(Saved data entries)
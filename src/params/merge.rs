//! Layered deep-merge with per-leaf provenance.
//!
//! Overlays fold into the effective document lowest-precedence first. At
//! each object node the merge recurses; a non-object overlay value wins its
//! whole subtree (a *reset*), and a later object overlay on top of a reset
//! rebuilds the subtree from the reset onward rather than resurrecting
//! anything below it. Arrays replace atomically, never merge.

use serde_json::{Map, Value};
use std::collections::BTreeMap;

use crate::jsonpath::join_dotted;
use crate::overlay::OverlayLayer;
use crate::patchdoc::QosTier;
use serde::Serialize;

/// Which overlay "won" one leaf path of the effective params.
#[derive(Clone, Debug, PartialEq, Eq, Serialize)]
pub struct SourceEntry {
    pub path: String,
    pub layer: OverlayLayer,
    #[serde(skip_serializing_if = "Option::is_none")]
    pub experiment_layer: Option<String>,
    #[serde(skip_serializing_if = "Option::is_none")]
    pub experiment_variant: Option<String>,
    #[serde(skip_serializing_if = "Option::is_none")]
    pub qos_tier: Option<QosTier>,
}

/// Identifies one overlay layer while merging.
#[derive(Clone, Debug, PartialEq, Eq)]
pub struct LayerTag {
    pub layer: OverlayLayer,
    pub experiment_layer: Option<String>,
    pub experiment_variant: Option<String>,
    pub qos_tier: Option<QosTier>,
}

impl LayerTag {
    pub fn default_layer() -> Self {
        LayerTag {
            layer: OverlayLayer::Default,
            experiment_layer: None,
            experiment_variant: None,
            qos_tier: None,
        }
    }

    pub fn base() -> Self {
        LayerTag {
            layer: OverlayLayer::Base,
            ..LayerTag::default_layer()
        }
    }

    pub fn experiment(layer: impl Into<String>, variant: impl Into<String>) -> Self {
        LayerTag {
            layer: OverlayLayer::Experiment,
            experiment_layer: Some(layer.into()),
            experiment_variant: Some(variant.into()),
            qos_tier: None,
        }
    }

    pub fn qos(tier: QosTier) -> Self {
        LayerTag {
            layer: OverlayLayer::Qos,
            qos_tier: Some(tier),
            ..LayerTag::default_layer()
        }
    }

    pub fn emergency() -> Self {
        LayerTag {
            layer: OverlayLayer::Emergency,
            ..LayerTag::default_layer()
        }
    }

    fn entry(&self, path: String) -> SourceEntry {
        SourceEntry {
            path,
            layer: self.layer,
            experiment_layer: self.experiment_layer.clone(),
            experiment_variant: self.experiment_variant.clone(),
            qos_tier: self.qos_tier,
        }
    }
}

/// Fold overlay layers (lowest precedence first) into one effective object
/// plus the winning provenance per leaf path, sorted by path.
pub(crate) fn merge_layers(layers: &[(LayerTag, &Value)]) -> (Value, Vec<SourceEntry>) {
    let mut effective = Map::new();
    let mut sources: BTreeMap<String, SourceEntry> = BTreeMap::new();
    for (tag, value) in layers {
        if let Some(object) = value.as_object() {
            apply_overlay(&mut effective, object, "", tag, &mut sources);
        }
    }
    (
        Value::Object(effective),
        sources.into_values().collect(),
    )
}

fn apply_overlay(
    dest: &mut Map<String, Value>,
    src: &Map<String, Value>,
    prefix: &str,
    tag: &LayerTag,
    sources: &mut BTreeMap<String, SourceEntry>,
) {
    for (key, incoming) in src {
        let path = join_dotted(prefix, key);
        match incoming {
            Value::Object(incoming_obj) => {
                match dest.get_mut(key) {
                    Some(Value::Object(existing)) => {
                        // Both objects: recurse, untouched leaves keep their
                        // provenance.
                        apply_overlay(existing, incoming_obj, &path, tag, sources);
                    }
                    _ => {
                        // Reset re-bases the recursion: whatever was below
                        // (scalar, array, or nothing) is discarded.
                        drop_subtree_sources(sources, &path);
                        let mut fresh = Map::new();
                        apply_overlay(&mut fresh, incoming_obj, &path, tag, sources);
                        dest.insert(key.clone(), Value::Object(fresh));
                    }
                }
            }
            leaf => {
                // Non-object wins the whole subtree.
                drop_subtree_sources(sources, &path);
                sources.insert(path.clone(), tag.entry(path));
                dest.insert(key.clone(), leaf.clone());
            }
        }
    }
}

/// Remove provenance entries at `path` and everywhere under it.
fn drop_subtree_sources(sources: &mut BTreeMap<String, SourceEntry>, path: &str) {
    sources.remove(path);
    // All descendants share the `path.` prefix and are contiguous in the
    // sorted map; sibling keys like `b-q` sort outside that range.
    let child_prefix = format!("{path}.");
    let stale: Vec<String> = sources
        .range(child_prefix.clone()..)
        .take_while(|(p, _)| p.starts_with(&child_prefix))
        .map(|(p, _)| p.clone())
        .collect();
    for key in stale {
        sources.remove(&key);
    }
}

■ **How to complete this task**:
Say how many lines of the data above include the word "match", and add nothing further.

■ **Answer to the problem**:
2